Tutorial: Streaming Chatbot

Warning

This tutorial is a work in progress.

Let’s walk through building a chatbot that streams responses in real-time. We’ll create a simple terminal chat interface that connects to an OpenAI-compatible API (I’ve tested Groq and llama.cpp). A dataflow framework is overkill for something so simple, but the same principles apply to more complex programs. My goal here is to show you the process of going from a vague idea to a concrete dataflow, including the easy mistakes when building something real.

> Hello
Hi! How can I assist you today?
> How many R letters are in "strawberry"?
There are two "r"s in the word "strawberry".
>

Planning the Flow 

This is a simple enough problem that we can be confident in fully specifying the flow just by the ordering of events in the program:

Accept user input from the terminal.
Send that input along with a chat history to an LLM API.
Display the AI’s response as it streams back.
Store the AI’s total response in the chat history.
Loop back to step (1).

We need to convert our crude plan into a concrete flow. It is tempting, from a procedural perspective, to try to choose and order nodes based on the actions they perform. This is the sort of activity diagram[1] you would make in traditional no-code flowchart/workflow editors:

Naive Flow

../_images/9f4716837100aa99c1efe5dac071755f2cb2e6e829c285cf633ecd3e2187f568.svg

However! Flowno only considers explicit data dependencies between node when picking the next node to execute. The TerminalInput has no explicit, direct data dependency on the TerminalOutput. We could add a dummy value as a dependency to ensure TerminalInput runs after TerminalOutput finishes, but we have two better options.

Future

I’m considering adding an after() method to DraftNode that would allow marking one node ‘depends’ on another without an actual data dependency.

Merged Node Flow

Combine TerminalInput() and TerminalOutput into a single node, TerminalChat(), that handles both input and output. In the very simplest of flows, this is the best choice. To start with, I’m going to do this. Later on, once we have a simple proof of concept, I’ll use separate nodes but eliminate the explicit dependency between them.
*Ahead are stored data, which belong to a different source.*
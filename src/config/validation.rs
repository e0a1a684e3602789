//! Config validation: unknown-key detection with Levenshtein suggestions
//! and range checks.
//!
//! Two-pass parse approach: first deserialize raw TOML into `toml::Value`,
//! walk the key tree, compare against known field names, and emit warnings
//! with "did you mean?" suggestions. Then proceed with normal serde
//! deserialization. Warnings never break existing configs.

use std::collections::HashSet;

use super::PipelineConfig;

/// A non-fatal config warning (typo, suspicious value).
#[derive(Debug, Clone)]
pub struct ValidationWarning {
    pub field: String,
    pub message: String,
    pub suggestion: Option<String>,
}

impl std::fmt::Display for ValidationWarning {
    fn fmt(&self, f: &mut std::fmt::Formatter<'_>) -> std::fmt::Result {
        write!(f, "{}", self.message)?;
        if let Some(ref s) = self.suggestion {
            write!(f, " (did you mean '{s}'?)")?;
        }
        Ok(())
    }
}

// ============================================================================
// Known Config Keys
// ============================================================================

/// Returns the complete set of valid dotted key paths for PipelineConfig.
///
/// Maintained by hand to match the struct hierarchy in pipeline_config.rs.
pub fn known_config_keys() -> HashSet<&'static str> {
    let keys: &[&str] = &[
        // [smoothing]
        "smoothing",
        "smoothing.window_half_width",
        "smoothing.shop_visit_gap_days",
        "smoothing.rounding_decimals",
        // [lags]
        "lags",
        "lags.depths",
        // [attribution]
        "attribution",
        "attribution.max_relative_error",
        "attribution.magnitude_multiplier",
        "attribution.worker_threads",
        "attribution.first_stage_signature",
        "attribution.second_stage_signature",
        // [exceedance]
        "exceedance",
        "exceedance.thresholds",
        "exceedance.evidence_limit",
        // [correlation]
        "correlation",
        "correlation.climb_window_minutes",
        "correlation.cruise_window_minutes",
        "correlation.combined_threshold",
        // [history]
        "history",
        "history.retain_points",
    ];
    keys.iter().copied().collect()
}

// ============================================================================
// TOML Key Walking
// ============================================================================

/// Recursively walks a `toml::Value` tree and collects all dotted key paths.
///
/// For example, a table `{ a = { b = 1, c = 2 } }` yields:
/// `["a", "a.b", "a.c"]`
pub fn walk_toml_keys(value: &toml::Value, prefix: &str) -> Vec<String> {
    let mut keys = Vec::new();
    if let Some(table) = value.as_table() {
        for (k, v) in table {
            let path = if prefix.is_empty() {
                k.clone()
            } else {
                format!("{prefix}.{k}")
            };
            keys.push(path.clone());
            if v.is_table() {
                keys.extend(walk_toml_keys(v, &path));
            }
        }
    }
    keys
}

// ============================================================================
// Levenshtein Distance
// ============================================================================

fn levenshtein(a: &str, b: &str) -> usize {
    let a: Vec<char> = a.chars().collect();
    let b: Vec<char> = b.chars().collect();
    if a.is_empty() {
        return b.len();
    }
    if b.is_empty() {
        return a.len();
    }

    let mut prev: Vec<usize> = (0..=b.len()).collect();
    let mut curr = vec![0; b.len() + 1];

    for (i, ca) in a.iter().enumerate() {
        curr[0] = i + 1;
        for (j, cb) in b.iter().enumerate() {
            let cost = usize::from(ca != cb);
            curr[j + 1] = (prev[j + 1] + 1).min(curr[j] + 1).min(prev[j] + cost);
        }
        std::mem::swap(&mut prev, &mut curr);
    }

    prev[b.len()]
}

/// Suggest the closest known key for an unknown key, if within edit distance 3.
///
/// Ties resolve to the lexicographically smallest key so the hint is stable.
pub fn suggest_correction(unknown: &str, known: &HashSet<&str>) -> Option<String> {
    known
        .iter()
        .map(|&k| (levenshtein(unknown, k), k))
        .filter(|(dist, _)| *dist <= 3)
        .min()
        .map(|(_, k)| k.to_string())
}

// ============================================================================
// Unknown Key Validation (entry point)
// ============================================================================

/// Parse a raw TOML string and return warnings for any unknown config keys.
///
/// Never fails: parse errors surface later from serde.
pub fn validate_unknown_keys(raw_toml: &str) -> Vec<ValidationWarning> {
    let value: toml::Value = match raw_toml.parse() {
        Ok(v) => v,
        Err(_) => return Vec::new(),
    };

    let known = known_config_keys();
    let mut warnings = Vec::new();

    for key in walk_toml_keys(&value, "") {
        if !known.contains(key.as_str()) {
            let suggestion = suggest_correction(&key, &known);
            warnings.push(ValidationWarning {
                message: format!("Unknown config key '{key}'"),
                field: key,
                suggestion,
            });
        }
    }

    warnings
}

// ============================================================================
// Range Validation
// ============================================================================

/// Validate value ranges on a parsed PipelineConfig.
///
/// Returns (errors, warnings). Errors are values the pipeline cannot run
/// with; warnings are legal but almost certainly not what the operator meant.
pub fn validate_ranges(config: &PipelineConfig) -> (Vec<String>, Vec<ValidationWarning>) {
    let mut errors = Vec::new();
    let mut warnings = Vec::new();

    // A relative error is a ratio of norms; anything >= 1 accepts the zero fit
    let mre = config.attribution.max_relative_error;
    if mre.is_finite() && mre >= 1.0 {
        warnings.push(ValidationWarning {
            field: "attribution.max_relative_error".to_string(),
            message: format!(
                "attribution.max_relative_error = {mre:.3} accepts fits no better than predicting zero"
            ),
            suggestion: None,
        });
    }

    let mm = config.attribution.magnitude_multiplier;
    if mm.is_finite() && mm > 0.0 && mm < 1.0 {
        warnings.push(ValidationWarning {
            field: "attribution.magnitude_multiplier".to_string(),
            message: format!(
                "attribution.magnitude_multiplier = {mm:.3} rejects even exact single-signature fits"
            ),
            suggestion: None,
        });
    }

    if config.attribution.worker_threads > 1024 {
        errors.push(format!(
            "attribution.worker_threads = {} is outside the supported range (0-1024)",
            config.attribution.worker_threads
        ));
    }

    if config.exceedance.thresholds.iter().any(|t| *t <= 0.0) {
        warnings.push(ValidationWarning {
            field: "exceedance.thresholds".to_string(),
            message: "exceedance.thresholds contains a non-positive value; every defined damage shift may exceed it"
                .to_string(),
            suggestion: None,
        });
    }

    if config.correlation.combined_threshold == 0 {
        warnings.push(ValidationWarning {
            field: "correlation.combined_threshold".to_string(),
            message: "correlation.combined_threshold = 0 fires on every complete take-off/climb/cruise triple"
                .to_string(),
            suggestion: None,
        });
    }

    // The checkpoint must hold enough rows for the deepest lag of a fresh trend
    let deepest = config.lags.depths.iter().copied().max().unwrap_or(0);
    let needed = 2 * config.smoothing.window_half_width + deepest + 1;
    if config.history.retain_points < needed {
        warnings.push(ValidationWarning {
            field: "history.retain_points".to_string(),
            message: format!(
                "history.retain_points = {} is below 2W + max lag + 1 = {}; the deepest lag will never be defined across runs",
                config.history.retain_points, needed
            ),
            suggestion: None,
        });
    }

    (errors, warnings)
}

// ============================================================================
// Tests
// ============================================================================

#[cfg(test)]
mod tests {
    use super::*;

    #[test]
    fn test_levenshtein_basics() {
        assert_eq!(levenshtein("depths", "depths"), 0);
        assert_eq!(levenshtein("depth", "depths"), 1);
        assert_eq!(levenshtein("", "abc"), 3);
        assert_eq!(levenshtein("abc", ""), 3);
    }

    #[test]
    fn test_walk_toml_keys_nested() {
        let toml: toml::Value = r#"
            [attribution]
            max_relative_error = 0.3
        "#
        .parse()
        .unwrap();
        let keys = walk_toml_keys(&toml, "");
        assert!(keys.contains(&"attribution".to_string()));
        assert!(keys.contains(&"attribution.max_relative_error".to_string()));
    }

    #[test]
    fn test_typo_key_produces_warning_with_suggestion() {
        let warnings = validate_unknown_keys(
            r#"
[smoothing]
window_half_widht = 8
"#,
        );
        assert_eq!(warnings.len(), 1);
        assert_eq!(
            warnings[0].suggestion.as_deref(),
            Some("smoothing.window_half_width")
        );
        assert!(warnings[0].to_string().contains("did you mean"));
    }

    #[test]
    fn test_all_valid_keys_produce_zero_warnings() {
        let warnings = validate_unknown_keys(
            r#"
[lags]
depths = [10, 20]

[exceedance]
evidence_limit = 0.1

[history]
retain_points = 900
"#,
        );
        assert!(warnings.is_empty(), "Expected 0 warnings, got: {:?}", warnings);
    }

    #[test]
    fn test_garbage_key_has_no_suggestion() {
        let known = known_config_keys();
        assert!(suggest_correction("completely_unrelated_garbage_key_xyz", &known).is_none());
    }

    #[test]
    fn test_default_ranges_clean() {
        let (errors, warnings) = validate_ranges(&PipelineConfig::default());
        assert!(errors.is_empty(), "Defaults should produce no errors: {:?}", errors);
        assert!(warnings.is_empty(), "Defaults should produce no warnings: {:?}", warnings);
    }

    #[test]
    fn test_short_retention_warns() {
        let mut config = PipelineConfig::default();
        config.history.retain_points = 100;
        let (_, warnings) = validate_ranges(&config);
        assert!(warnings.iter().any(|w| w.field == "history.retain_points"));
    }

    #[test]
    fn test_loose_error_bound_warns() {
        let mut config = PipelineConfig::default();
        config.attribution.max_relative_error = 1.5;
        let (errors, warnings) = validate_ranges(&config);
        assert!(errors.is_empty());
        assert!(warnings.iter().any(|w| w.field == "attribution.max_relative_error"));
    }
}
../_images/fc49a5bf63e5baaf01ff3be231f208e453617d8793b962189e7c51b4d78261a1.svg

Independent I/O Nodes

If I add a GUI frontend, it would be nice to have independent I/O nodes that send and receive messages from the frontend. This approach allows the user to enter and submit new prompts even while the previous response is still streaming to the GUI, without enforcing a sequential dependency.

../_images/4b37186c1d40d58ef136bcb644e4c15481957f603b97a356113a7c5807b29108.svg

This flow eliminates the dummy dependency by having the output node simply display whatever responses arrive, while the input node independently waits for user prompts.

Sketch Out the Nodes 

Let’s start by sketching out the signatures of the Merged Node Flow. Later we’ll revise this with the minimum default arguments to fix the MissingDefaultError caused by the cyclic dependencies.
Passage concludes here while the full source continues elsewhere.